Dec 13, 2016, 7:52 PM
News ID: 7704
Dow Heads for 20,000 as Stocks Rise, Gold Falls Ahead of Fed

EghtesadOnline: Global stocks advanced, sending the Dow Jones Industrial Average within 50 points of 20,000 on speculation that the Federal Reserve’s expected rate increase is a signal of confidence that the economy is strengthening. The dollar and Treasuries were little changed.

IBM Corp. and Intel Corp. led gains in the blue-chip index as it heads for a fresh record and the round-number milestone. The gauge has rallied 8.5 percent since the Nov. 8 election and now trades almost 7 percent higher than its average price for the past 50 days. Its relative-strength index stood at the highest level in two decades, a signal to technical analysts that the surge may have gone too far too soon, Bloomberg reported.

 

European stocks reached an 11-month high as Italy’s largest lender laid out plans to raise capital.
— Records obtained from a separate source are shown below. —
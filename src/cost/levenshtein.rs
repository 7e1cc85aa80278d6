//! Edit distance to a reference solution.
//!
//! The cost of a tour is the Levenshtein distance between its visiting
//! sequence and the tour of the same resource in a reference solution:
//! the number of single-node insertions, deletions and substitutions that
//! turn one into the other. Path relinking uses it to measure how far a
//! solution still is from its guiding solution.

use std::collections::BTreeMap;

use super::{neighbours, CostDelegate, PenaltyCell};
use crate::config::PenaltyConfig;
use crate::error::CostError;
use crate::models::{NodeId, Solution, Tour, TourSequence};
use crate::moves::{Insertion, MoveKind, Removal, Shift, TwoOpt};

const NAME: &str = "LevenshteinDelegate";

/// Levenshtein distance between two node sequences.
///
/// # Examples
///
/// ```
/// use u_route_cost::cost::levenshtein_distance;
///
/// assert_eq!(levenshtein_distance(&[0, 2, 3, 1], &[0, 3, 4, 1]), 2);
/// assert_eq!(levenshtein_distance(&[], &[0, 1]), 2);
/// ```
pub fn levenshtein_distance(reference: &[NodeId], seq: &[NodeId]) -> usize {
    prefix_distances(reference, seq)[seq.len()]
}

/// Distance between `reference` and every prefix of `seq`: entry `k` is
/// the distance to the first `k` nodes.
fn prefix_distances(reference: &[NodeId], seq: &[NodeId]) -> Vec<usize> {
    let mut row: Vec<usize> = (0..=reference.len()).collect();
    let mut out = Vec::with_capacity(seq.len() + 1);
    out.push(reference.len());
    for (k, &node) in seq.iter().enumerate() {
        let mut diag = row[0];
        row[0] = k + 1;
        for (j, &r) in reference.iter().enumerate() {
            let substitution = if r == node { diag } else { diag + 1 };
            let next = substitution.min(row[j] + 1).min(row[j + 1] + 1);
            diag = row[j + 1];
            row[j + 1] = next;
        }
        out.push(row[reference.len()]);
    }
    out
}

/// Edit distance of each tour to the tour of the same resource in a
/// reference solution.
///
/// Resources without a reference tour are compared to the empty sequence.
/// The distance has no incremental form: detours fail with
/// [`CostError::UnsupportedOperation`] and moves are priced by scoring the
/// edited sequence.
///
/// # Examples
///
/// ```
/// use u_route_cost::cost::{CostDelegate, LevenshteinDelegate};
/// use u_route_cost::distance::DistanceMatrix;
/// use u_route_cost::models::{Instance, Node, Resource, Solution, Tour};
///
/// let nodes = vec![
///     Node::depot(0, 0.0, 0.0),
///     Node::depot(1, 0.0, 0.0),
///     Node::new(2, 1.0, 0.0, 0.0),
///     Node::new(3, 2.0, 0.0, 0.0),
/// ];
/// let dm = DistanceMatrix::from_nodes(&nodes);
/// let instance = Instance::new(nodes, dm, vec![Resource::new(0, 0, 1)]);
///
/// let mut guide = Solution::new(&instance);
/// guide.add_tour(Tour::from_nodes(&instance, 0, &[0, 2, 3, 1]).unwrap());
/// let delegate = LevenshteinDelegate::from_solution(&guide);
///
/// let tour = Tour::from_nodes(&instance, 0, &[0, 3, 1]).unwrap();
/// assert_eq!(delegate.evaluate_tour(&tour).unwrap(), 1.0);
/// ```
#[derive(Debug, Clone, Default)]
pub struct LevenshteinDelegate {
    reference: BTreeMap<usize, Vec<NodeId>>,
    penalty: PenaltyCell,
}

impl LevenshteinDelegate {
    /// Measures distances to the tours of `reference`.
    pub fn from_solution(reference: &Solution<'_>) -> Self {
        let reference = reference
            .tours()
            .iter()
            .map(|tour| (tour.resource(), tour.nodes().to_vec()))
            .collect();
        Self {
            reference,
            penalty: PenaltyCell::default(),
        }
    }

    /// Reference sequence of `resource`, empty if there is none.
    pub fn reference(&self, resource: usize) -> &[NodeId] {
        self.reference.get(&resource).map(Vec::as_slice).unwrap_or(&[])
    }

    /// Total number of edits separating `solution` from the reference.
    pub fn distance_to(&self, solution: &Solution<'_>) -> usize {
        solution
            .tours()
            .iter()
            .map(|tour| levenshtein_distance(self.reference(tour.resource()), tour.nodes()))
            .sum()
    }

    fn rescored(&self, tour: &Tour<'_>, kind: MoveKind) -> Result<f64, CostError> {
        let before = self.evaluate_tour(tour)?;
        let mut edited = tour.clone();
        kind.apply(&mut edited)?;
        Ok(before - self.evaluate_tour(&edited)?)
    }
}

impl CostDelegate for LevenshteinDelegate {
    fn name(&self) -> &'static str {
        NAME
    }

    fn penalty(&self) -> PenaltyConfig {
        self.penalty.get()
    }

    fn set_penalty(&self, config: PenaltyConfig) {
        self.penalty.set(config);
    }

    fn evaluate_tour(&self, tour: &Tour<'_>) -> Result<f64, CostError> {
        self.evaluate_sequence(tour)
    }

    /// Stores in each node the distance between the reference and the tour
    /// prefix ending at it. The whole row is always recomputed.
    fn recompute_from(
        &self,
        tour: &mut Tour<'_>,
        _from: Option<NodeId>,
    ) -> Result<f64, CostError> {
        if tour.is_empty() {
            tour.set_total_cost(0.0);
            return Ok(0.0);
        }
        let nodes = tour.nodes().to_vec();
        let distances = prefix_distances(self.reference(tour.resource()), &nodes);
        for (node, distance) in nodes.iter().zip(&distances[1..]) {
            tour.set_cumulative_cost(*node, *distance as f64);
        }
        let total = distances[nodes.len()] as f64;
        tour.set_total_cost(total);
        Ok(total)
    }

    fn evaluate_sequence(&self, seq: &dyn TourSequence) -> Result<f64, CostError> {
        if seq.nodes().is_empty() {
            return Ok(0.0);
        }
        Ok(levenshtein_distance(self.reference(seq.resource()), seq.nodes()) as f64)
    }

    fn evaluate_detour(
        &self,
        _tour: &dyn TourSequence,
        _pred: NodeId,
        _node: NodeId,
        _succ: NodeId,
        _is_removal: bool,
    ) -> Result<f64, CostError> {
        Err(CostError::UnsupportedOperation {
            delegate: NAME,
            operation: "evaluate_detour",
        })
    }

    fn is_insertion_sequence_dependent(&self) -> bool {
        true
    }

    fn evaluate_insertion(&self, tour: &Tour<'_>, ins: &Insertion) -> Result<f64, CostError> {
        self.rescored(tour, MoveKind::Insertion(*ins))
    }

    fn evaluate_removal(&self, tour: &Tour<'_>, rem: &Removal) -> Result<f64, CostError> {
        neighbours(tour, rem.node)?;
        self.rescored(tour, MoveKind::Removal(*rem))
    }

    fn evaluate_two_opt(&self, tour: &Tour<'_>, two_opt: &TwoOpt) -> Result<f64, CostError> {
        self.rescored(tour, MoveKind::TwoOpt(*two_opt))
    }

    fn evaluate_shift(&self, tour: &Tour<'_>, shift: &Shift) -> Result<f64, CostError> {
        self.rescored(tour, MoveKind::Shift(*shift))
    }
}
Treasuries stabilized with the 10-year yield holding below 2.50 percent for a second day, while the dollar was little changed versus major currencies as the Fed begins a two-day policy meeting. Oil was set for its highest close since July 2015.
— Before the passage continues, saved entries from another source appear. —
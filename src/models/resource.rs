//! Resource (technician or vehicle) type.

use super::NodeId;

/// A technician or vehicle that performs one tour.
///
/// Its tours start at the `home` node and end at the `end` node. Both
/// usually stand for the same depot location but are distinct nodes.
///
/// # Examples
///
/// ```
/// use u_route_cost::models::Resource;
///
/// let r = Resource::new(0, 0, 1).with_speed(2.0);
/// assert_eq!(r.home(), 0);
/// assert_eq!(r.end(), 1);
/// assert_eq!(r.speed(), 2.0);
/// ```
#[derive(Debug, Clone)]
pub struct Resource {
    id: usize,
    home: NodeId,
    end: NodeId,
    speed: f64,
}

impl Resource {
    /// Creates a resource with unit speed.
    pub fn new(id: usize, home: NodeId, end: NodeId) -> Self {
        Self {
            id,
            home,
            end,
            speed: 1.0,
        }
    }

    /// Sets the travel speed (distance units per time unit).
    pub fn with_speed(mut self, speed: f64) -> Self {
        self.speed = speed;
        self
    }

    /// Resource ID.
    pub fn id(&self) -> usize {
        self.id
    }

    /// Node at which tours start.
    pub fn home(&self) -> NodeId {
        self.home
    }

    /// Node at which tours end.
    pub fn end(&self) -> NodeId {
        self.end
    }

    /// Travel speed.
    pub fn speed(&self) -> f64 {
        self.speed
    }
}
Speculation that fiscal easing in the U.S. will drive growth is pushing investors into stocks as governments take the baton from central banks that are starting to scale back a decade of stimulus. With the market assigning 100 percent odds to a Fed rate hike Wednesday, investors are focusing on the path for 2017, and see a two-in-three chance of additional tightening by June.
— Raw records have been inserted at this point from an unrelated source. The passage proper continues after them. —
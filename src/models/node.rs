//! Node and time window types.

/// Identifier of a node (request or depot visit) in an [`Instance`](super::Instance).
pub type NodeId = usize;

/// A time window constraint on the arrival at a node.
///
/// The resource must arrive no later than `due` and may arrive as early as
/// it likes, in which case it waits until `ready` before starting service.
///
/// # Examples
///
/// ```
/// use u_route_cost::models::TimeWindow;
///
/// let tw = TimeWindow::new(100.0, 200.0).unwrap();
/// assert!(tw.contains(150.0));
/// assert_eq!(tw.waiting_time(80.0), 20.0);
/// assert_eq!(tw.start_of_service(80.0), 100.0);
/// ```
#[derive(Debug, Clone, Copy, PartialEq)]
pub struct TimeWindow {
    ready: f64,
    due: f64,
}

impl TimeWindow {
    /// Creates a new time window.
    ///
    /// Returns `None` if `ready > due` or either value is non-finite.
    pub fn new(ready: f64, due: f64) -> Option<Self> {
        if !ready.is_finite() || !due.is_finite() || ready > due {
            return None;
        }
        Some(Self { ready, due })
    }

    /// A window that never constrains the arrival: `[0, +inf)`.
    pub fn unbounded() -> Self {
        Self {
            ready: 0.0,
            due: f64::INFINITY,
        }
    }

    /// Earliest start of service.
    pub fn ready(&self) -> f64 {
        self.ready
    }

    /// Latest allowable arrival time.
    pub fn due(&self) -> f64 {
        self.due
    }

    /// Returns `true` if the given time falls within this window.
    pub fn contains(&self, time: f64) -> bool {
        time >= self.ready && time <= self.due
    }

    /// Returns the waiting time if arriving at the given time.
    ///
    /// Zero if the resource arrives within or after the window.
    pub fn waiting_time(&self, arrival: f64) -> f64 {
        if arrival < self.ready {
            self.ready - arrival
        } else {
            0.0
        }
    }

    /// Earliest start of service when arriving at `arrival`.
    pub fn start_of_service(&self, arrival: f64) -> f64 {
        arrival.max(self.ready)
    }

    /// Returns `true` if arriving at the given time violates this window.
    pub fn is_violated(&self, arrival: f64) -> bool {
        arrival > self.due
    }
}

/// A location visited by tours: a request or a depot.
///
/// Depots are ordinary nodes. A resource's start and end depots are two
/// distinct nodes placed at the same location so that both can appear in
/// the same tour.
///
/// # Examples
///
/// ```
/// use u_route_cost::models::{Node, TimeWindow};
///
/// let n = Node::new(3, 10.0, 20.0, 5.0)
///     .with_time_window(TimeWindow::new(10.0, 20.0).unwrap());
/// assert_eq!(n.id(), 3);
/// assert_eq!(n.service_time(), 5.0);
/// assert_eq!(n.window().due(), 20.0);
/// ```
#[derive(Debug, Clone)]
pub struct Node {
    id: NodeId,
    x: f64,
    y: f64,
    service_time: f64,
    time_window: Option<TimeWindow>,
}

impl Node {
    /// Creates a new node without time window.
    pub fn new(id: NodeId, x: f64, y: f64, service_time: f64) -> Self {
        Self {
            id,
            x,
            y,
            service_time,
            time_window: None,
        }
    }

    /// Creates a depot node (no service time).
    pub fn depot(id: NodeId, x: f64, y: f64) -> Self {
        Self::new(id, x, y, 0.0)
    }

    /// Sets a time window for this node.
    pub fn with_time_window(mut self, tw: TimeWindow) -> Self {
        self.time_window = Some(tw);
        self
    }

    /// Node ID.
    pub fn id(&self) -> NodeId {
        self.id
    }

    /// X-coordinate.
    pub fn x(&self) -> f64 {
        self.x
    }

    /// Y-coordinate.
    pub fn y(&self) -> f64 {
        self.y
    }

    /// Service duration at this node.
    pub fn service_time(&self) -> f64 {
        self.service_time
    }

    /// Time window constraint, if any.
    pub fn time_window(&self) -> Option<&TimeWindow> {
        self.time_window.as_ref()
    }

    /// Time window constraint, unbounded if none was set.
    pub fn window(&self) -> TimeWindow {
        self.time_window.unwrap_or_else(TimeWindow::unbounded)
    }

    /// Euclidean distance to another node.
    pub fn distance_to(&self, other: &Node) -> f64 {
        let dx = self.x - other.x;
        let dy = self.y - other.y;
        (dx * dx + dy * dy).sqrt()
    }
}

#[cfg(test)]
mod tests {
    use super::*;

    #[test]
    fn test_time_window_invalid() {
        assert!(TimeWindow::new(20.0, 10.0).is_none());
        assert!(TimeWindow::new(f64::NAN, 10.0).is_none());
        assert!(TimeWindow::new(10.0, f64::INFINITY).is_none());
    }

    #[test]
    fn test_time_window_waiting_and_service_start() {
        let tw = TimeWindow::new(10.0, 20.0).expect("valid");
        assert!((tw.waiting_time(5.0) - 5.0).abs() < 1e-10);
        assert!(tw.waiting_time(15.0).abs() < 1e-10);
        assert_eq!(tw.start_of_service(5.0), 10.0);
        assert_eq!(tw.start_of_service(12.0), 12.0);
        assert!(!tw.is_violated(20.0));
        assert!(tw.is_violated(20.1));
    }

    #[test]
    fn test_unbounded_window() {
        let tw = TimeWindow::unbounded();
        assert!(tw.contains(1e12));
        assert_eq!(tw.waiting_time(0.0), 0.0);
        assert!(!tw.is_violated(f64::MAX));
    }

    #[test]
    fn test_node_without_window_is_unbounded() {
        let n = Node::new(1, 0.0, 0.0, 3.0);
        assert!(n.time_window().is_none());
        assert_eq!(n.window(), TimeWindow::unbounded());
    }

    #[test]
    fn test_node_distance() {
        let a = Node::depot(0, 0.0, 0.0);
        let b = Node::new(1, 3.0, 4.0, 0.0);
        assert!((a.distance_to(&b) - 5.0).abs() < 1e-10);
    }
}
“There is a strong performance across all equity markets at the moment,” said Andrzej Pioch, who helps oversee $1.3 billion as a money manager at Legal & General Investment Management Ltd in London. “In European stocks there has been a reaction to more clarity coming from Italy. The hike tomorrow is largely priced in.”

Stocks

  • The S&P 500 rose 0.8 percent to an all-time high on a closing basis at 1:44 p.m. in New York, while the Dow climbed 145.18 points to 19,941.61. The Nasdaq 100 Index advanced to its first record since October, while small caps rebounded from a 1 percent drop on Monday.
  • Exxon Mobil Corp. rose 2.2 percent after Donald Trump nominated CEO Rex Tillerson to lead the State Department.
  • The Stoxx Europe 600 Index advanced 1.1 percent to the highest since January, led by a surge in Mediaset SpA after Vivendi SA said it may buy a 20 percent stake in the broadcaster. UniCredit was the second-biggest gainer with a 8.7 percent advance.
  • Banca Monte dei Paschi di Siena SpA climbed after a European Union official said the lender may be eligible for a precautionary recapitalization if efforts to plug the private sector fail.
  • Emerging market shares rose 0.6 percent for the fifth gain in seven sessions.

Currencies

  • The yen weakened 0.3 percent to 115.31 per dollar, following Monday’s 0.3 percent climb. The euro fell 0.1 percent to $1.0620.
  • The pound gained against all of its Group-of-10 peers as a report showed inflation accelerated to the highest level in more than two years.

Bonds

  • Italian bonds gained for a second day, with the yield on 10-year bonds falling nine basis points to 1.90 percent.
  • Yields on Treasury notes due in 10 years were at 2.48 percent. Long-dated Treasuries outperformed as demand rebounded at an auction of 30-year notes, while yields on shorter maturities were steady ahead of the Fed decision.

Commodities

  • Brent crude erased gains to trade at $55.66 a barrel, while West Texas Intermediate oil added 0.2 percent to $52.95. The International Energy Agency said Tuesday global oil markets will swing from surplus to deficit in the first half of 2017 as OPEC and other producers follow through on an agreement to cut supply.
  • Nickel climbed 1.5 percent $11,465 a ton, and copper fell to a one-week low as stockpiles tracked by the London Metal Exchange posted the biggest two-day gain since June. Gold traded near a 10-month low as investors prepared for the first U.S. rate increase in a year.